NOAA 2001-R121
FOR IMMEDIATE RELEASE
Contact: Brian Gorman
7/13/01

FEDERAL GOVERNMENT REAFFIRMS
MAKAH INDIAN WHALING RIGHTS
Assessment Finds Gray Whale Population Healthy

The National Marine Fisheries Service, an agency of the Commerce Department's National Oceanic and Atmospheric Administration, today released its environmental assessment of Makah Indian gray whale hunting. The new assessment finds that, due to the government's treaty obligation and the healthy status of the whale population, the tribe's whale hunting will be allowed to continue.

"Our obligation is to accommodate the federal government's trust responsibilities and treaty whaling rights while making sure that tribal whaling won't threaten the eastern North Pacific gray whale population," said William Hogarth, acting director of NOAA fisheries. "This assessment does exactly that."

The Makah tribe, whose reservation is in the northwest corner of Washington state, resumed whaling in 1998. This action followed removal of the gray whale from the federal endangered species list in 1994 and allocation of a 20-whale aboriginal subsistence quota to the United States from the International Whaling Commission. The tribe has taken only one whale since then, an adult female in 1999.

Under a previous agreement with NOAA fisheries, the Makah hunt was limited to the whales' migration period from November through June and only in the ocean. Today's document concludes that there is no biological reason for such restrictions and that a limited whale hunt may occur in part of the nearby Strait of Juan de Fuca adjacent to the reservation.

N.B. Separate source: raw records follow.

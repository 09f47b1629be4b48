//! PubMed research source implementation using E-utilities API.

use async_trait::async_trait;
use quick_xml::events::{BytesStart, Event};
use quick_xml::reader::Reader;
use serde::Deserialize;
use std::sync::Arc;

use crate::models::{Record, RecordBuilder, SourceKind};
use crate::sources::{Source, SourceError};
use crate::utils::{assemble_date, month_from_name, DatePart, HttpClient};

/// PubMed E-utilities API base URL
const PUBMED_EUTILS_BASE: &str = "https://eutils.ncbi.nlm.nih.gov/entrez/eutils";

/// PubMed research source
///
/// Uses NCBI E-utilities: `esearch` resolves a keyword to PMIDs, then a
/// single batched `efetch` returns the article XML.
#[derive(Debug, Clone)]
pub struct PubMedSource {
    client: Arc<HttpClient>,
    base_url: String,
    max_results: usize,
}

impl PubMedSource {
    /// Create a new PubMed source
    pub fn new(client: Arc<HttpClient>, max_results: usize) -> Self {
        Self {
            client,
            base_url: PUBMED_EUTILS_BASE.to_string(),
            max_results,
        }
    }

    /// Point the source at a different E-utilities host (for testing)
    pub fn with_base_url(mut self, base_url: impl Into<String>) -> Self {
        self.base_url = base_url.into().trim_end_matches('/').to_string();
        self
    }

    /// Build E-utilities search URL
    fn build_search_url(&self, keyword: &str) -> String {
        format!(
            "{}/esearch.fcgi?db=pubmed&term={}&retmode=json&sort=pub_date&retmax={}",
            self.base_url,
            urlencoding::encode(keyword),
            self.max_results
        )
    }

    /// Build E-utilities fetch URL for specific PubMed IDs
    fn build_fetch_url(&self, ids: &[String]) -> String {
        format!(
            "{}/efetch.fcgi?db=pubmed&id={}&retmode=xml",
            self.base_url,
            ids.join(",")
        )
    }

    /// Parse E-utilities search response JSON into a PMID list
    fn parse_search_response(json: &str) -> Result<Vec<String>, SourceError> {
        #[derive(Debug, Deserialize)]
        struct ESearchResponse {
            #[serde(default)]
            esearchresult: ESearchResult,
        }

        #[derive(Debug, Default, Deserialize)]
        struct ESearchResult {
            #[serde(default)]
            idlist: Vec<String>,
        }

        let result: ESearchResponse = serde_json::from_str(json).map_err(|e| {
            SourceError::Parse(format!("Failed to parse PubMed search JSON: {}", e))
        })?;

        Ok(result.esearchresult.idlist)
    }

    /// Parse an efetch `PubmedArticleSet` document.
    ///
    /// Any XML error fails the whole batch; there is no partial result.
    pub fn parse_fetch_response(xml: &str, keyword: &str) -> Result<Vec<Record>, SourceError> {
        let mut reader = Reader::from_str(xml);
        let mut path: Vec<String> = Vec::new();
        let mut current: Option<ArticleState> = None;
        let mut records = Vec::new();

        loop {
            match reader.read_event() {
                Ok(Event::Start(e)) => {
                    let name = element_name(&e);
                    if name == "PubmedArticle" {
                        current = Some(ArticleState::default());
                    } else if let Some(article) = current.as_mut() {
                        article.open(&path, &name, &e)?;
                    }
                    path.push(name);
                }
                Ok(Event::End(e)) => {
                    let name = String::from_utf8_lossy(e.name().as_ref()).into_owned();
                    path.pop();
                    if name == "PubmedArticle" {
                        if let Some(article) = current.take() {
                            records.push(article.into_record(keyword));
                        }
                    } else if let Some(article) = current.as_mut() {
                        article.close(&name);
                    }
                }
                Ok(Event::Text(t)) => {
                    if let Some(article) = current.as_mut() {
                        let text = t.unescape().map_err(|e| {
                            SourceError::Parse(format!("Failed to parse PubMed fetch XML: {}", e))
                        })?;
                        article.text(&path, &text);
                    }
                }
                Ok(Event::CData(c)) => {
                    if let Some(article) = current.as_mut() {
                        article.text(&path, &String::from_utf8_lossy(&c));
                    }
                }
                Ok(Event::Eof) => break,
                Ok(_) => {}
                Err(e) => {
                    return Err(SourceError::Parse(format!(
                        "Failed to parse PubMed fetch XML at position {}: {}",
                        reader.error_position(),
                        e
                    )));
                }
            }
        }

        if !path.is_empty() {
            return Err(SourceError::Parse(format!(
                "Failed to parse PubMed fetch XML: unexpected end of document inside <{}>",
                path.join("/")
            )));
        }

        Ok(records)
    }
}

fn element_name(e: &BytesStart<'_>) -> String {
    String::from_utf8_lossy(e.name().as_ref()).into_owned()
}

fn attribute_is(e: &BytesStart<'_>, attr: &str, expected: &str) -> Result<bool, SourceError> {
    let value = e
        .try_get_attribute(attr)
        .map_err(|err| SourceError::Parse(format!("Invalid attribute in PubMed XML: {}", err)))?;
    Ok(value
        .and_then(|a| a.unescape_value().ok().map(|v| v.eq_ignore_ascii_case(expected)))
        .unwrap_or(false))
}

fn parent_is(path: &[String], names: &[&str]) -> bool {
    path.len() >= names.len()
        && path[path.len() - names.len()..]
            .iter()
            .zip(names)
            .all(|(have, want)| have == want)
}

#[derive(Debug, Default)]
struct PartialDate {
    year: Option<String>,
    month: Option<String>,
    day: Option<String>,
    medline: Option<String>,
}

impl PartialDate {
    fn is_empty(&self) -> bool {
        self.year.is_none() && self.medline.is_none()
    }

    fn set(&mut self, field: &str, text: &str) {
        let slot = match field {
            "Year" => &mut self.year,
            "Month" => &mut self.month,
            "Day" => &mut self.day,
            "MedlineDate" => &mut self.medline,
            _ => return,
        };
        slot.get_or_insert_with(String::new).push_str(text);
    }

    fn render(&self) -> String {
        if let Some(year) = &self.year {
            return assemble_date(
                Some(DatePart::from(year.as_str())),
                self.month.as_deref().map(DatePart::from),
                self.day.as_deref().map(DatePart::from),
            );
        }

        // MedlineDate carries free text such as "1998 Dec-1999 Jan" or "2000 Spring"
        let Some(medline) = &self.medline else {
            return String::new();
        };
        let mut tokens = medline.split(|c: char| c.is_whitespace() || c == '-');
        let year = tokens.next().map(DatePart::from);
        let month = tokens
            .next()
            .filter(|m| month_from_name(m).is_some())
            .map(DatePart::from);
        assemble_date(year, month, None)
    }
}

#[derive(Debug, Default)]
struct AuthorParts {
    last_name: String,
    fore_name: String,
    initials: String,
    collective_name: String,
}

impl AuthorParts {
    /// Collective name, else "Fore Last", else "Initials Last", else any single part
    fn display_name(&self) -> Option<String> {
        let collective = self.collective_name.trim();
        let last = self.last_name.trim();
        let fore = self.fore_name.trim();
        let initials = self.initials.trim();

        let name = if !collective.is_empty() {
            collective.to_string()
        } else if !fore.is_empty() && !last.is_empty() {
            format!("{} {}", fore, last)
        } else if !initials.is_empty() && !last.is_empty() {
            format!("{} {}", initials, last)
        } else if !last.is_empty() {
            last.to_string()
        } else {
            fore.to_string()
        };

        (!name.is_empty()).then_some(name)
    }
}

/// Accumulates one `PubmedArticle` while its events stream by
#[derive(Debug, Default)]
struct ArticleState {
    title: String,
    abstract_segments: Vec<String>,
    segment: Option<String>,
    authors: Vec<String>,
    author: Option<AuthorParts>,
    doi: Option<String>,
    elocation_doi: Option<String>,
    capture_article_id: Option<String>,
    capture_elocation: Option<String>,
    journal: String,
    pub_date: PartialDate,
    article_date: PartialDate,
    in_first_article_date: bool,
}

impl ArticleState {
    fn open(&mut self, path: &[String], name: &str, e: &BytesStart<'_>) -> Result<(), SourceError> {
        match name {
            "AbstractText" if parent_is(path, &["Abstract"]) => {
                self.segment = Some(String::new());
            }
            "Author" if parent_is(path, &["Article", "AuthorList"]) => {
                self.author = Some(AuthorParts::default());
            }
            "ArticleId" if parent_is(path, &["PubmedData", "ArticleIdList"]) => {
                if attribute_is(e, "IdType", "doi")? {
                    self.capture_article_id = Some(String::new());
                }
            }
            "ELocationID" => {
                if attribute_is(e, "EIdType", "doi")? {
                    self.capture_elocation = Some(String::new());
                }
            }
            "ArticleDate" if parent_is(path, &["Article"]) => {
                self.in_first_article_date = self.article_date.is_empty();
            }
            _ => {}
        }
        Ok(())
    }

    fn close(&mut self, name: &str) {
        match name {
            "AbstractText" => {
                if let Some(segment) = self.segment.take() {
                    let segment = segment.trim();
                    if !segment.is_empty() {
                        self.abstract_segments.push(segment.to_string());
                    }
                }
            }
            "Author" => {
                if let Some(name) = self.author.take().and_then(|a| a.display_name()) {
                    self.authors.push(name);
                }
            }
            "ArticleId" => {
                if let Some(doi) = self.capture_article_id.take() {
                    if self.doi.is_none() && !doi.trim().is_empty() {
                        self.doi = Some(doi);
                    }
                }
            }
            "ELocationID" => {
                if let Some(doi) = self.capture_elocation.take() {
                    if self.elocation_doi.is_none() && !doi.trim().is_empty() {
                        self.elocation_doi = Some(doi);
                    }
                }
            }
            "ArticleDate" => self.in_first_article_date = false,
            _ => {}
        }
    }

    fn text(&mut self, path: &[String], text: &str) {
        let contains = |name: &str| path.iter().any(|p| p == name);
        let last = path.last().map(String::as_str).unwrap_or("");

        if contains("ArticleTitle") {
            self.title.push_str(text);
        } else if let Some(segment) = self.segment.as_mut() {
            segment.push_str(text);
        } else if let Some(author) = self.author.as_mut() {
            if contains("CollectiveName") {
                author.collective_name.push_str(text);
            } else {
                match last {
                    "LastName" => author.last_name.push_str(text),
                    "ForeName" => author.fore_name.push_str(text),
                    "Initials" => author.initials.push_str(text),
                    _ => {}
                }
            }
        } else if let Some(doi) = self.capture_article_id.as_mut() {
            doi.push_str(text);
        } else if let Some(doi) = self.capture_elocation.as_mut() {
            doi.push_str(text);
        } else if parent_is(path, &["Article", "Journal", "Title"]) {
            self.journal.push_str(text);
        } else if parent_is(path, &["JournalIssue", "PubDate", last]) {
            self.pub_date.set(last, text);
        } else if self.in_first_article_date && parent_is(path, &["ArticleDate", last]) {
            self.article_date.set(last, text);
        }
    }

    fn into_record(self, keyword: &str) -> Record {
        let publication_date = if self.pub_date.is_empty() {
            self.article_date.render()
        } else {
            self.pub_date.render()
        };

        let doi = self.doi.or(self.elocation_doi).unwrap_or_default();

        RecordBuilder::new(SourceKind::PubMed, keyword)
            .title(self.title.replace(['\r', '\n'], " ").trim())
            .authors(self.authors)
            .doi(doi)
            .publication_date(publication_date)
            .journal(self.journal.trim())
            .abstract_text(self.abstract_segments.join("\n"))
            .build()
    }
}

#[async_trait]
impl Source for PubMedSource {
    fn kind(&self) -> SourceKind {
        SourceKind::PubMed
    }

    async fn search(&self, keyword: &str) -> Result<Vec<Record>, SourceError> {
        tracing::info!("Querying PubMed for '{}'", keyword);

        let search_json = self
            .client
            .get_text(&self.build_search_url(keyword), self.name())
            .await?;
        let ids = Self::parse_search_response(&search_json)?;

        if ids.is_empty() {
            tracing::info!("No PubMed results for '{}'", keyword);
            return Ok(Vec::new());
        }

        // Fetch details for every PMID in one batch request
        let fetch_xml = self
            .client
            .get_text(&self.build_fetch_url(&ids), self.name())
            .await?;

        let records = Self::parse_fetch_response(&fetch_xml, keyword)?;
        tracing::debug!("PubMed returned {} records for '{}'", records.len(), keyword);
        Ok(records)
    }
}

Expanding the hunt to the strait, according to NOAA fisheries, is based on new scientific information and clear biological evidence that relatively small feeding groups of gray whales in the strait regularly mix and breed with the much larger ocean-based main population, mitigating the effects of a Makah hunt in that area.

The 89-page assessment released today mandates that whaling will be cut off in the strait once five whales are "struck," that is, hit by a hunter's harpoon, even if the whales are not killed. The tribe is still limited to the original quota set by the whaling commission: no more than five whales may be taken yearly until 2002, when the quota period expires.

Biologists estimate the overall population to be about 26,000 animals, probably the largest it has been since commercial whaling began in the mid-nineteenth century. Commercial whaling drove the number of gray whales so low in the late 1920s that the Makah, traditional whalers for centuries, suspended hunting for more than 70 years.

The 1855 Treaty of Neah Bay gives the Makah the right to hunt whales and seals, the only U.S.-Indian treaty to expressly provide for a tribe's whale-hunting right.

The new environmental assessment is the outgrowth of a lawsuit brought against NOAA fisheries in 1997. Although the court never questioned the Makah's treaty-based right to whale and upheld the federal agency's management approach, it said the agency should have written its original environmental assessment before it drew up a cooperative agreement with the tribe. Today's assessment is a direct result of that court finding. NOAA fisheries will now work out a new cooperative agreement with the tribe, based on the new assessment.

NOAA fisheries is an agency of the Commerce Department's National Oceanic
and Atmospheric Administration. The agency is dedicated to protecting and preserving our nation's living marine resources through scientific research, management, enforcement, and the conservation of marine mammals and other protected marine species and their habitat.